[Stored records]
>>>

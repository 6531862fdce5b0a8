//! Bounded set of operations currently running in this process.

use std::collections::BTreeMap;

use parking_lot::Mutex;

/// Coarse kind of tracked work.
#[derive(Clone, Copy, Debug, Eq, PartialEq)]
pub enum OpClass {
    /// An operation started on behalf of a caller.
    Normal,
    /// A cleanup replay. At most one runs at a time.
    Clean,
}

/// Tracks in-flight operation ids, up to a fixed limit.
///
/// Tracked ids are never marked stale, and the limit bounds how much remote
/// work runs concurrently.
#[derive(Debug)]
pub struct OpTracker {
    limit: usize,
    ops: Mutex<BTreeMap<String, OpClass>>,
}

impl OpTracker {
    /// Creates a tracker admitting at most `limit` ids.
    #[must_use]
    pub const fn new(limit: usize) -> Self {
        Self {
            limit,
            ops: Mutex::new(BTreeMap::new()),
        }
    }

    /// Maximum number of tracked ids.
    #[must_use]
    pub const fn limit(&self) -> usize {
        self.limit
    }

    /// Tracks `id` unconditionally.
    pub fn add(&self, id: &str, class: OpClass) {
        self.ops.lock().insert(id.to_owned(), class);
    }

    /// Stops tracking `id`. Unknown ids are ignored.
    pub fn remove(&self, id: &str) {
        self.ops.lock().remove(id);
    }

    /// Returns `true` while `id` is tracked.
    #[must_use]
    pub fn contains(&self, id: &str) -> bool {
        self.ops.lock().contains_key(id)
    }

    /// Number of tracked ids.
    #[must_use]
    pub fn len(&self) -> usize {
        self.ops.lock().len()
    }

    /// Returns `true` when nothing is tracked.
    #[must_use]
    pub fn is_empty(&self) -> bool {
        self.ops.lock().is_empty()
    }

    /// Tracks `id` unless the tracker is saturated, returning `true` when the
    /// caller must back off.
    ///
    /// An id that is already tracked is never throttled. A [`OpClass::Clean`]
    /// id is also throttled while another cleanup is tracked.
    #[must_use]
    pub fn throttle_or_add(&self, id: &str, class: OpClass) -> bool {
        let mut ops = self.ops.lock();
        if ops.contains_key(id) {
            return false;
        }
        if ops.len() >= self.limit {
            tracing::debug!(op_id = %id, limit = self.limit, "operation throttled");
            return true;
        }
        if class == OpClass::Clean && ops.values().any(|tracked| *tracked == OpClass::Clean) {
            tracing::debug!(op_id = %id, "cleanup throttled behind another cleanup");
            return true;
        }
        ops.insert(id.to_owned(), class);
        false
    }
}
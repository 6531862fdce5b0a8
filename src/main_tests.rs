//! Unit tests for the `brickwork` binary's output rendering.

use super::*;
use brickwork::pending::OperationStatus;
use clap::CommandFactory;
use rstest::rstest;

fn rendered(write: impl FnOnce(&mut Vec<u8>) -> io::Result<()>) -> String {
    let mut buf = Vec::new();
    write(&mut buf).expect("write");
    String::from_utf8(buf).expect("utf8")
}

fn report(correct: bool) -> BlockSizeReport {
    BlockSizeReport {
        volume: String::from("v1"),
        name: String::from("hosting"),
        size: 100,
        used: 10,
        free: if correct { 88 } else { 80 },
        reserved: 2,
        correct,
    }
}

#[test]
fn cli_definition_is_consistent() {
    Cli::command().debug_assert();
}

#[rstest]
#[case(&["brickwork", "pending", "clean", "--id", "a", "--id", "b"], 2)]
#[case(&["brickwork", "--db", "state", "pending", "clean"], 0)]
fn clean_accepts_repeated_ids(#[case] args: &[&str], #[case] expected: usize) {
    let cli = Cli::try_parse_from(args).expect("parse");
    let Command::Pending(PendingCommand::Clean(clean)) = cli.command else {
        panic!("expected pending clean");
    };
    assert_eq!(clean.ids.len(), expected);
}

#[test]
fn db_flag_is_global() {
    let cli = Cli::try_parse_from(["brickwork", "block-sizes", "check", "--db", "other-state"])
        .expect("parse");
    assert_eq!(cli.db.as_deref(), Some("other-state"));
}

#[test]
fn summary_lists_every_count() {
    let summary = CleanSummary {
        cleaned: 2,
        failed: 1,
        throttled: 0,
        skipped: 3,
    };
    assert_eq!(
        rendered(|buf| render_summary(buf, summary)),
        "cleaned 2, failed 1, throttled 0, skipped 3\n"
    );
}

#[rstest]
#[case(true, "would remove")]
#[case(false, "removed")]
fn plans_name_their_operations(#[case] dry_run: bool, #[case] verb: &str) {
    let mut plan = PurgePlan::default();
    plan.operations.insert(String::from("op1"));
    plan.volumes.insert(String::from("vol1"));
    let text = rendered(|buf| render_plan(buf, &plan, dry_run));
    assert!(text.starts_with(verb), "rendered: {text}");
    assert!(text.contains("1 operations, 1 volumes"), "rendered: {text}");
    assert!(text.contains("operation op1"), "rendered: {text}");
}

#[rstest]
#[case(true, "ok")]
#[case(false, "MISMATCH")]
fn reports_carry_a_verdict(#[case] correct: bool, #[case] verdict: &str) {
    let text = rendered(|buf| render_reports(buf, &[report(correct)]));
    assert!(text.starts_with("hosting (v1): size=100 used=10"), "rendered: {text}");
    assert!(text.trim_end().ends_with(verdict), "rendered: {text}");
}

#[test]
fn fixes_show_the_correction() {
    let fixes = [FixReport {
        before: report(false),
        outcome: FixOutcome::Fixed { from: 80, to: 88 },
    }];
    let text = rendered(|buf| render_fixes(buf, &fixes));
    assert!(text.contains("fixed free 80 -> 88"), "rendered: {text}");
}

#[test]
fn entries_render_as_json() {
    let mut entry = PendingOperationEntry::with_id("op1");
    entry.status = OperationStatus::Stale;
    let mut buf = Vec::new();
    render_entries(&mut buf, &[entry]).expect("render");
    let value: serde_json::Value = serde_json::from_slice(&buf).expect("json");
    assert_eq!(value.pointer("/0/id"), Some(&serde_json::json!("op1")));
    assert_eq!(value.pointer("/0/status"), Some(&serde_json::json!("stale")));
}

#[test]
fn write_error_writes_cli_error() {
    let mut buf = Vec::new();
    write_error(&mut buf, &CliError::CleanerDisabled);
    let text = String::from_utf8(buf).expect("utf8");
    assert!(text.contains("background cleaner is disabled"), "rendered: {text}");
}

<<<

> _To do_:
Return all entries exactly.

> _Exercise result_:
repository 6531862fdce5b0a8
//! Bounded set of operations currently running in this process.

use std::collections::BTreeMap;

use parking_lot::Mutex;

/// Coarse kind of tracked work.
#[derive(Clone, Copy, Debug, Eq, PartialEq)]
pub enum OpClass {
    /// An operation started on behalf of a caller.
    Normal,
    /// A cleanup replay. At most one runs at a time.
    Clean,
}

/// Tracks in-flight operation ids, up to a fixed limit.
///
/// Tracked ids are never marked stale, and the limit bounds how much remote
/// work runs concurrently.
#[derive(Debug)]
pub struct OpTracker {
    limit: usize,
    ops: Mutex<BTreeMap<String, OpClass>>,
}

impl OpTracker {
    /// Creates a tracker admitting at most `limit` ids.
    #[must_use]
    pub const fn new(limit: usize) -> Self {
        Self {
            limit,
            ops: Mutex::new(BTreeMap::new()),
        }
    }

    /// Maximum number of tracked ids.
    #[must_use]
    pub const fn limit(&self) -> usize {
        self.limit
    }

    /// Tracks `id` unconditionally.
    pub fn add(&self, id: &str, class: OpClass) {
        self.ops.lock().insert(id.to_owned(), class);
    }

    /// Stops tracking `id`. Unknown ids are ignored.
    pub fn remove(&self, id: &str) {
        self.ops.lock().remove(id);
    }

    /// Returns `true` while `id` is tracked.
    #[must_use]
    pub fn contains(&self, id: &str) -> bool {
        self.ops.lock().contains_key(id)
    }

    /// Number of tracked ids.
    #[must_use]
    pub fn len(&self) -> usize {
        self.ops.lock().len()
    }

    /// Returns `true` when nothing is tracked.
    #[must_use]
    pub fn is_empty(&self) -> bool {
        self.ops.lock().is_empty()
    }

    /// Tracks `id` unless the tracker is saturated, returning `true` when the
    /// caller must back off.
    ///
    /// An id that is already tracked is never throttled. A [`OpClass::Clean`]
    /// id is also throttled while another cleanup is tracked.
    #[must_use]
    pub fn throttle_or_add(&self, id: &str, class: OpClass) -> bool {
        let mut ops = self.ops.lock();
        if ops.contains_key(id) {
            return false;
        }
        if ops.len() >= self.limit {
            tracing::debug!(op_id = %id, limit = self.limit, "operation throttled");
            return true;
        }
        if class == OpClass::Clean && ops.values().any(|tracked| *tracked == OpClass::Clean) {
            tracing::debug!(op_id = %id, "cleanup throttled behind another cleanup");
            return true;
        }
        ops.insert(id.to_owned(), class);
        false
    }
}
repository 6531862fdce5b0a8
filename src/main_tests.rs
//! Unit tests for the `brickwork` binary's output rendering.

use super::*;
use brickwork::pending::OperationStatus;
use clap::CommandFactory;
use rstest::rstest;

fn rendered(write: impl FnOnce(&mut Vec<u8>) -> io::Result<()>) -> String {
    let mut buf = Vec::new();
    write(&mut buf).expect("write");
    String::from_utf8(buf).expect("utf8")
}

fn report(correct: bool) -> BlockSizeReport {
    BlockSizeReport {
        volume: String::from("v1"),
        name: String::from("hosting"),
        size: 100,
        used: 10,
        free: if correct { 88 } else { 80 },
        reserved: 2,
        correct,
    }
}

#[test]
fn cli_definition_is_consistent() {
    Cli::command().debug_assert();
}

#[rstest]
#[case(&["brickwork", "pending", "clean", "--id", "a", "--id", "b"], 2)]
#[case(&["brickwork", "--db", "state", "pending", "clean"], 0)]
fn clean_accepts_repeated_ids(#[case] args: &[&str], #[case] expected: usize) {
    let cli = Cli::try_parse_from(args).expect("parse");
    let Command::Pending(PendingCommand::Clean(clean)) = cli.command else {
        panic!("expected pending clean");
    };
    assert_eq!(clean.ids.len(), expected);
}

#[test]
fn db_flag_is_global() {
    let cli = Cli::try_parse_from(["brickwork", "block-sizes", "check", "--db", "other-state"])
        .expect("parse");
    assert_eq!(cli.db.as_deref(), Some("other-state"));
}

#[test]
fn summary_lists_every_count() {
    let summary = CleanSummary {
        cleaned: 2,
        failed: 1,
        throttled: 0,
        skipped: 3,
    };
    assert_eq!(
        rendered(|buf| render_summary(buf, summary)),
        "cleaned 2, failed 1, throttled 0, skipped 3\n"
    );
}

#[rstest]
#[case(true, "would remove")]
#[case(false, "removed")]
fn plans_name_their_operations(#[case] dry_run: bool, #[case] verb: &str) {
    let mut plan = PurgePlan::default();
    plan.operations.insert(String::from("op1"));
    plan.volumes.insert(String::from("vol1"));
    let text = rendered(|buf| render_plan(buf, &plan, dry_run));
    assert!(text.starts_with(verb), "rendered: {text}");
    assert!(text.contains("1 operations, 1 volumes"), "rendered: {text}");
    assert!(text.contains("operation op1"), "rendered: {text}");
}

#[rstest]
#[case(true, "ok")]
#[case(false, "MISMATCH")]
fn reports_carry_a_verdict(#[case] correct: bool, #[case] verdict: &str) {
    let text = rendered(|buf| render_reports(buf, &[report(correct)]));
    assert!(text.starts_with("hosting (v1): size=100 used=10"), "rendered: {text}");
    assert!(text.trim_end().ends_with(verdict), "rendered: {text}");
}

#[test]
fn fixes_show_the_correction() {
    let fixes = [FixReport {
        before: report(false),
        outcome: FixOutcome::Fixed { from: 80, to: 88 },
    }];
    let text = rendered(|buf| render_fixes(buf, &fixes));
    assert!(text.contains("fixed free 80 -> 88"), "rendered: {text}");
}

#[test]
fn entries_render_as_json() {
    let mut entry = PendingOperationEntry::with_id("op1");
    entry.status = OperationStatus::Stale;
    let mut buf = Vec::new();
    render_entries(&mut buf, &[entry]).expect("render");
    let value: serde_json::Value = serde_json::from_slice(&buf).expect("json");
    assert_eq!(value.pointer("/0/id"), Some(&serde_json::json!("op1")));
    assert_eq!(value.pointer("/0/status"), Some(&serde_json::json!("stale")));
}

#[test]
fn write_error_writes_cli_error() {
    let mut buf = Vec::new();
    write_error(&mut buf, &CliError::CleanerDisabled);
    let text = String::from_utf8(buf).expect("utf8");
    assert!(text.contains("background cleaner is disabled"), "rendered: {text}");
}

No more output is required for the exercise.